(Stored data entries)
-- -- --

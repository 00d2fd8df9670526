//! Session+Role Aggregator.
//!
//! `AuthContext` combines a [`SessionProvider`] with a [`RoleResolver`] into
//! a single [`AuthState`]. Whenever the session reference changes the role
//! is reset to `Anonymous` and re-resolved, so a previous session's
//! privileges are never visible under a new one. A resolution overtaken by
//! another session change is abandoned.
//!
//! The context is created by its owner and passed down explicitly; dropping
//! it tears down both driving tasks.

use std::sync::Arc;

use tokio::sync::watch;
use tokio::task::JoinHandle;

use crate::domain::auth::{same_session, AuthState, Role, Session};
use crate::ports::SessionSource;

use super::{RoleResolver, SessionProvider, SessionSnapshot};

pub struct AuthContext {
    provider: SessionProvider,
    state: watch::Receiver<AuthState>,
    task: JoinHandle<()>,
}

impl AuthContext {
    /// Starts the session provider and the role driver. Must be called
    /// within a tokio runtime.
    pub fn start(source: Arc<dyn SessionSource>, resolver: RoleResolver) -> Self {
        let provider = SessionProvider::start(source);
        let (tx, rx) = watch::channel(AuthState::initial());
        let task = tokio::spawn(drive_roles(provider.subscribe(), resolver, tx));

        Self {
            provider,
            state: rx,
            task,
        }
    }

    pub fn state(&self) -> AuthState {
        self.state.borrow().clone()
    }

    pub fn session(&self) -> Option<Arc<Session>> {
        self.state.borrow().session.clone()
    }

    pub fn role(&self) -> Role {
        self.state.borrow().role
    }

    pub fn loading(&self) -> bool {
        self.state.borrow().loading()
    }

    pub fn subscribe(&self) -> watch::Receiver<AuthState> {
        self.state.clone()
    }

    pub fn session_provider(&self) -> &SessionProvider {
        &self.provider
    }

    /// Waits until neither the session nor the role is loading.
    pub async fn ready(&self) -> AuthState {
        let mut rx = self.state.clone();
        let _ = rx.wait_for(AuthState::is_ready).await;
        let state = rx.borrow().clone();
        state
    }

    /// Stops both driving tasks and waits for the change listener to be
    /// released.
    pub async fn shutdown(mut self) {
        self.task.abort();
        let _ = (&mut self.task).await;
        self.provider.stop().await;
    }
}

impl Drop for AuthContext {
    fn drop(&mut self) {
        self.task.abort();
    }
}

async fn drive_roles(
    mut sessions: watch::Receiver<SessionSnapshot>,
    resolver: RoleResolver,
    state: watch::Sender<AuthState>,
) {
    // Session the published role belongs to; `None` while none is settled.
    let mut resolved_for: Option<Option<Arc<Session>>> = None;

    loop {
        let snapshot = sessions.borrow_and_update().clone();

        let settled = resolved_for
            .as_ref()
            .is_some_and(|prev| same_session(prev, &snapshot.session));
        if settled {
            state.send_if_modified(|s| {
                let changed = s.session_loading != snapshot.loading;
                s.session_loading = snapshot.loading;
                changed
            });
            if sessions.changed().await.is_err() {
                break;
            }
            continue;
        }

        resolved_for = None;
        let target = snapshot.session.clone();
        state.send_modify(|s| {
            s.session = target.clone();
            s.session_loading = snapshot.loading;
            s.role = Role::Anonymous;
            s.role_loading = true;
        });

        let resolution = resolver.resolve(target.as_deref());
        tokio::pin!(resolution);
        let mut stream_open = true;

        let role = loop {
            tokio::select! {
                role = &mut resolution => break Some(role),
                changed = sessions.changed(), if stream_open => {
                    if changed.is_err() {
                        stream_open = false;
                        continue;
                    }
                    let latest = sessions.borrow().clone();
                    if !same_session(&target, &latest.session) {
                        tracing::debug!("Session replaced during role resolution");
                        break None;
                    }
                    state.send_modify(|s| s.session_loading = latest.loading);
                }
            }
        };

        if let Some(role) = role {
            tracing::debug!(role = %role, authenticated = target.is_some(), "Role resolved");
            state.send_modify(|s| {
                s.role = role;
                s.role_loading = false;
            });
            resolved_for = Some(target.clone());
        }
    }
}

-- -- --

### WHAT THIS TASK INVOLVES
Make sure that every entry above is copied out exactly as it stands.

### ANSWER
repository 00d2fd8df9670526
//! Session+Role Aggregator.
//!
//! `AuthContext` combines a [`SessionProvider`] with a [`RoleResolver`] into
//! a single [`AuthState`]. Whenever the session reference changes the role
//! is reset to `Anonymous` and re-resolved, so a previous session's
//! privileges are never visible under a new one. A resolution overtaken by
//! another session change is abandoned.
//!
//! The context is created by its owner and passed down explicitly; dropping
//! it tears down both driving tasks.

use std::sync::Arc;

use tokio::sync::watch;
use tokio::task::JoinHandle;

use crate::domain::auth::{same_session, AuthState, Role, Session};
use crate::ports::SessionSource;

use super::{RoleResolver, SessionProvider, SessionSnapshot};

pub struct AuthContext {
    provider: SessionProvider,
    state: watch::Receiver<AuthState>,
    task: JoinHandle<()>,
}

impl AuthContext {
    /// Starts the session provider and the role driver. Must be called
    /// within a tokio runtime.
    pub fn start(source: Arc<dyn SessionSource>, resolver: RoleResolver) -> Self {
        let provider = SessionProvider::start(source);
        let (tx, rx) = watch::channel(AuthState::initial());
        let task = tokio::spawn(drive_roles(provider.subscribe(), resolver, tx));

        Self {
            provider,
            state: rx,
            task,
        }
    }

    pub fn state(&self) -> AuthState {
        self.state.borrow().clone()
    }

    pub fn session(&self) -> Option<Arc<Session>> {
        self.state.borrow().session.clone()
    }

    pub fn role(&self) -> Role {
        self.state.borrow().role
    }

    pub fn loading(&self) -> bool {
        self.state.borrow().loading()
    }

    pub fn subscribe(&self) -> watch::Receiver<AuthState> {
        self.state.clone()
    }

    pub fn session_provider(&self) -> &SessionProvider {
        &self.provider
    }

    /// Waits until neither the session nor the role is loading.
    pub async fn ready(&self) -> AuthState {
        let mut rx = self.state.clone();
        let _ = rx.wait_for(AuthState::is_ready).await;
        let state = rx.borrow().clone();
        state
    }

    /// Stops both driving tasks and waits for the change listener to be
    /// released.
    pub async fn shutdown(mut self) {
        self.task.abort();
        let _ = (&mut self.task).await;
        self.provider.stop().await;
    }
}

impl Drop for AuthContext {
    fn drop(&mut self) {
        self.task.abort();
    }
}

async fn drive_roles(
    mut sessions: watch::Receiver<SessionSnapshot>,
    resolver: RoleResolver,
    state: watch::Sender<AuthState>,
) {
    // Session the published role belongs to; `None` while none is settled.
    let mut resolved_for: Option<Option<Arc<Session>>> = None;

    loop {
        let snapshot = sessions.borrow_and_update().clone();

        let settled = resolved_for
            .as_ref()
            .is_some_and(|prev| same_session(prev, &snapshot.session));
        if settled {
            state.send_if_modified(|s| {
                let changed = s.session_loading != snapshot.loading;
                s.session_loading = snapshot.loading;
                changed
            });
            if sessions.changed().await.is_err() {
                break;
            }
            continue;
        }

        resolved_for = None;
        let target = snapshot.session.clone();
        state.send_modify(|s| {
            s.session = target.clone();
            s.session_loading = snapshot.loading;
            s.role = Role::Anonymous;
            s.role_loading = true;
        });

        let resolution = resolver.resolve(target.as_deref());
        tokio::pin!(resolution);
        let mut stream_open = true;

        let role = loop {
            tokio::select! {
                role = &mut resolution => break Some(role),
                changed = sessions.changed(), if stream_open => {
                    if changed.is_err() {
                        stream_open = false;
                        continue;
                    }
                    let latest = sessions.borrow().clone();
                    if !same_session(&target, &latest.session) {
                        tracing::debug!("Session replaced during role resolution");
                        break None;
                    }
                    state.send_modify(|s| s.session_loading = latest.loading);
                }
            }
        };

        if let Some(role) = role {
            tracing::debug!(role = %role, authenticated = target.is_some(), "Role resolved");
            state.send_modify(|s| {
                s.role = role;
                s.role_loading = false;
            });
            resolved_for = Some(target.clone());
        }
    }
}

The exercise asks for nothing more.